When you're 12, nothing is as scary as puberty. Except, that is, if you happen to live across the street from a crotchety old man and his spooky, ramshackle house, the lawn of which has a tendency to consume toys, pets and possibly even people.
In the animated feature "Monster House," the eerie domicile vexes young DJ, who peers at it from his upstairs bedroom window through a telescope, scribbling down every detail. It's an old-fashioned haunted house story that might have been lifted from a vintage episode of "Scooby-Doo," but it's freshly executed by young director Gil Kenan and a top-grade voice cast. Using the motion-capture technique popularized by one of the film's executive producers, Robert Zemeckis, in "The Polar Express," Kenan's hyperactive visual style aptly reflects the soon-to-be raging hormones of his pre-teen protagonists.
DJ, voiced by Mitchel Musso, is a bit gawky and tries to hide his cracking voice from his clueless parents (Fred Willard and Catherine O'Hara), who depart the day before Halloween for a dental conclave of some kind. That's more than OK to DJ, who just wants to track the mysterious goings on at the home of his neighbor Nebbercracker (Steve Buscemi).
When DJ's portly best friend, Chowder (Sam Lerner), loses a brand-new basketball to the lawn, it triggers a confrontation with Nebbercracker that draws the boys into a life-and-death struggle, made only slightly less frightening by the appearance of the pert and resourceful Jenny (Spencer Locke), the thinking adolescent's dream girl. A redhead from a crosstown girls' school, Jenny enters the scene selling candy door to door with a pitch that would serve her well on "The Apprentice."
The boys are smitten, but first things first: The trio must deal with the house that, it soon becomes clear, is somehow alive. After failing to convince the local two-man police force (Kevin James and Nick Cannon) of the imminent danger, DJ, Chowder and Jenny pool their talents to address the problem. Kathleen Turner plays the house -- sort of; her expressions were captured and then animators modeled the building's movements on them, making it an actual character and raising the stakes considerably. The rollicking action sequences that follow are like a roller-coaster ride (an experience that is likely enhanced by seeing it in Real D, a 3D format available in selected theaters).
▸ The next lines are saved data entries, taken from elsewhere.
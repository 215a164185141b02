use rand::Rng;

/// Source of uniform choices for wildcard groups and `Randomize` mode.
///
/// Every `rand::Rng` is a `ChoiceSource`. Tests use [`ScriptedChoices`] to
/// make outcomes reproducible.
pub trait ChoiceSource {
    /// Pick an index in `0..len`. Callers never pass `len == 0`.
    fn pick(&mut self, len: usize) -> usize;
}

impl<R: Rng> ChoiceSource for R {
    fn pick(&mut self, len: usize) -> usize {
        if len == 0 {
            return 0;
        }
        self.gen_range(0..len)
    }
}

/// Replays a fixed list of indices and counts how many choices were made.
///
/// Indices past the end of the option list are clamped to the last option.
/// The script wraps around when exhausted.
#[derive(Clone, Debug, Default)]
pub struct ScriptedChoices {
    script: Vec<usize>,
    cursor: usize,
    draws: usize,
}

impl ScriptedChoices {
    pub fn new(script: impl Into<Vec<usize>>) -> Self {
        Self {
            script: script.into(),
            cursor: 0,
            draws: 0,
        }
    }

    /// Always pick `index`.
    pub fn always(index: usize) -> Self {
        Self::new(vec![index])
    }

    /// Number of choices made so far.
    pub fn draws(&self) -> usize {
        self.draws
    }
}

impl ChoiceSource for ScriptedChoices {
    fn pick(&mut self, len: usize) -> usize {
        self.draws += 1;
        let wanted = if self.script.is_empty() {
            0
        } else {
            let index = self.script[self.cursor % self.script.len()];
            self.cursor += 1;
            index
        };
        wanted.min(len.saturating_sub(1))
    }
}
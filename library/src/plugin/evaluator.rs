//! Node evaluator registry.

use std::collections::HashMap;
use std::sync::Arc;

use log::warn;

use super::nodes::{ChainNode, PreviewNode, SimpleNode};
use super::traits::NodeEvaluator;
use crate::error::{LibraryError, Result};
use crate::host::{NodeRequest, NodeResponse};
use crate::template::ChoiceSource;

#[derive(Clone, Default)]
pub struct NodeEvaluatorRegistry {
    evaluators: HashMap<&'static str, Arc<dyn NodeEvaluator>>,
}

impl NodeEvaluatorRegistry {
    pub fn new() -> Self {
        Self {
            evaluators: HashMap::new(),
        }
    }

    /// Registry with the chain, simple and preview nodes.
    pub fn with_builtin_nodes() -> Self {
        let mut registry = Self::new();
        registry.register(Arc::new(ChainNode::new()));
        registry.register(Arc::new(SimpleNode));
        registry.register(Arc::new(PreviewNode));
        registry
    }

    pub fn register(&mut self, evaluator: Arc<dyn NodeEvaluator>) {
        self.evaluators.insert(evaluator.type_id(), evaluator);
    }

    pub fn get(&self, type_id: &str) -> Option<&Arc<dyn NodeEvaluator>> {
        self.evaluators.get(type_id)
    }

    /// Registered type ids, sorted.
    pub fn type_ids(&self) -> Vec<&'static str> {
        let mut ids: Vec<_> = self.evaluators.keys().copied().collect();
        ids.sort_unstable();
        ids
    }

    pub fn evaluate(
        &self,
        type_id: &str,
        request: NodeRequest,
        rng: &mut dyn ChoiceSource,
    ) -> Result<NodeResponse> {
        match self.evaluators.get(type_id) {
            Some(evaluator) => evaluator.evaluate(request, rng),
            None => {
                warn!("Unknown node type '{}'", type_id);
                Err(LibraryError::UnknownNodeType(type_id.to_string()))
            }
        }
    }
}
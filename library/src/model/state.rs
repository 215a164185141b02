use serde::{Deserialize, Serialize};
use std::fmt;
use std::str::FromStr;

use crate::error::LibraryError;

/// How a node merges its own tags with the tags of its upstream nodes.
#[derive(Serialize, Deserialize, Clone, Copy, Debug, Default, PartialEq, Eq, Hash)]
pub enum CombineMode {
    /// Append one upstream sequence picked at random.
    #[default]
    Randomize,
    /// Interleave every upstream sequence round-robin.
    Combine,
    /// Append the upstream sequence at `switch_index` (1-based).
    Switch,
}

impl CombineMode {
    pub const ALL: [CombineMode; 3] = [
        CombineMode::Randomize,
        CombineMode::Combine,
        CombineMode::Switch,
    ];

    pub fn as_str(&self) -> &'static str {
        match self {
            CombineMode::Randomize => "Randomize",
            CombineMode::Combine => "Combine",
            CombineMode::Switch => "Switch",
        }
    }
}

impl fmt::Display for CombineMode {
    fn fmt(&self, f: &mut fmt::Formatter<'_>) -> fmt::Result {
        write!(f, "{}", self.as_str())
    }
}

impl FromStr for CombineMode {
    type Err = LibraryError;

    fn from_str(s: &str) -> Result<Self, Self::Err> {
        CombineMode::ALL
            .into_iter()
            .find(|mode| mode.as_str() == s.trim())
            .ok_or_else(|| LibraryError::UnknownMode(s.to_string()))
    }
}

/// Per-evaluation node configuration supplied by the host.
///
/// The core never keeps this between calls; the host owns the cache fields
/// and writes the previous output back into them when the user locks a node.
#[derive(Serialize, Deserialize, Clone, Debug, PartialEq, Eq)]
#[serde(default)]
pub struct NodeState {
    pub mode: CombineMode,
    /// 1-based index into the non-empty upstream values. Only used by `Switch`.
    pub switch_index: usize,
    pub locked: bool,
    pub cached_output: String,
    pub cached_neg_output: String,
    pub disabled: bool,
}

impl Default for NodeState {
    fn default() -> Self {
        Self {
            mode: CombineMode::default(),
            switch_index: 1,
            locked: false,
            cached_output: String::new(),
            cached_neg_output: String::new(),
            disabled: false,
        }
    }
}

impl NodeState {
    pub fn new(mode: CombineMode) -> Self {
        Self {
            mode,
            ..Self::default()
        }
    }

    pub fn with_switch_index(mut self, index: usize) -> Self {
        self.switch_index = index;
        self
    }

    pub fn locked_with(mut self, cached_output: &str, cached_neg_output: &str) -> Self {
        self.locked = true;
        self.cached_output = cached_output.to_string();
        self.cached_neg_output = cached_neg_output.to_string();
        self
    }

    pub fn disabled(mut self) -> Self {
        self.disabled = true;
        self
    }
}
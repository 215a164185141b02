//! Structured evaluation events.
//!
//! The controller reports what it did through an [`EvalObserver`]. The
//! default [`LogObserver`] writes to the `log` facade; embedders can route
//! events anywhere else.

use std::sync::Mutex;

use log::debug;

use crate::model::{Channel, CombineMode, TagSequence};

#[derive(Clone, Debug, PartialEq, Eq)]
pub enum EvalEvent {
    /// The node is disabled; nothing was evaluated.
    Disabled,
    /// The node is locked; the cached bundle was returned.
    CacheHit { bundle: String },
    /// A channel's template resolved to `text`.
    Resolved { channel: Channel, text: String },
    /// A channel's merged and deduplicated tags.
    Combined {
        channel: Channel,
        mode: CombineMode,
        tags: TagSequence,
    },
    Finished { bundle: String },
}

pub trait EvalObserver: Send + Sync {
    fn on_event(&self, event: &EvalEvent);
}

pub struct LogObserver;

impl EvalObserver for LogObserver {
    fn on_event(&self, event: &EvalEvent) {
        match event {
            EvalEvent::Disabled => debug!("Node disabled, returning empty bundle"),
            EvalEvent::CacheHit { bundle } => debug!("Node locked, reusing cached output {:?}", bundle),
            EvalEvent::Resolved { channel, text } => debug!("Resolved {} template: {:?}", channel, text),
            EvalEvent::Combined {
                channel,
                mode,
                tags,
            } => debug!("{} {} -> {} tags: {}", mode, channel, tags.len(), tags),
            EvalEvent::Finished { bundle } => debug!("Output bundle: {:?}", bundle),
        }
    }
}

pub struct NullObserver;

impl EvalObserver for NullObserver {
    fn on_event(&self, _event: &EvalEvent) {}
}

/// Keeps every event in memory.
#[derive(Default)]
pub struct RecordingObserver {
    events: Mutex<Vec<EvalEvent>>,
}

impl RecordingObserver {
    pub fn new() -> Self {
        Self::default()
    }

    pub fn events(&self) -> Vec<EvalEvent> {
        match self.events.lock() {
            Ok(events) => events.clone(),
            Err(poisoned) => poisoned.into_inner().clone(),
        }
    }
}

impl EvalObserver for RecordingObserver {
    fn on_event(&self, event: &EvalEvent) {
        match self.events.lock() {
            Ok(mut events) => events.push(event.clone()),
            Err(poisoned) => poisoned.into_inner().push(event.clone()),
        }
    }
}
The heart of the movie, however, is the relationships of the kids. The screenplay by Dan Harmon, Rob Schrab and Pamela Pettler is witty and intelligent, and the characters sound more real than those in most live-action fare. Supporting characters such as Maggie Gyllenhaal's punkette babysitter, Jason Lee's Keanu-esque rocker and Jon Heder's video game master/pizza cook are also memorable even in relatively brief screen time.
Though it's far too intense for small children (8 and older seems a safe bet), "Monster House" finally has a return-to-innocence sweetness that recalls some of the work of another of its executive producers -- Steven Spielberg. Kids may grow up too fast today to embrace the film's familiar message of the virtues of an unhurried adolescence, but it's nice to be reminded of the possibility.
MPAA rating: PG for scary images and sequences, thematic elements, some crude humor and brief language
A Columbia Pictures release. Director Gil Kenan. Producers Steve Starkey, Jack Rapke. Screenplay by Dan Harmon & Rob Schrab and Pamela Pettler, story by Harmon & Schrab. Director of photography Xavier Grobet Perez. Editors Adam P. Scott, Fabienne Rawley. Costume designer Ruth Myers. Music Douglas Pipes. Production designer Ed Verreaux. Visual effects supervisor Jay Redd. Running time: 1 hour, 30 minutes.
In general release. Shown in Real D (3D) in selected theaters.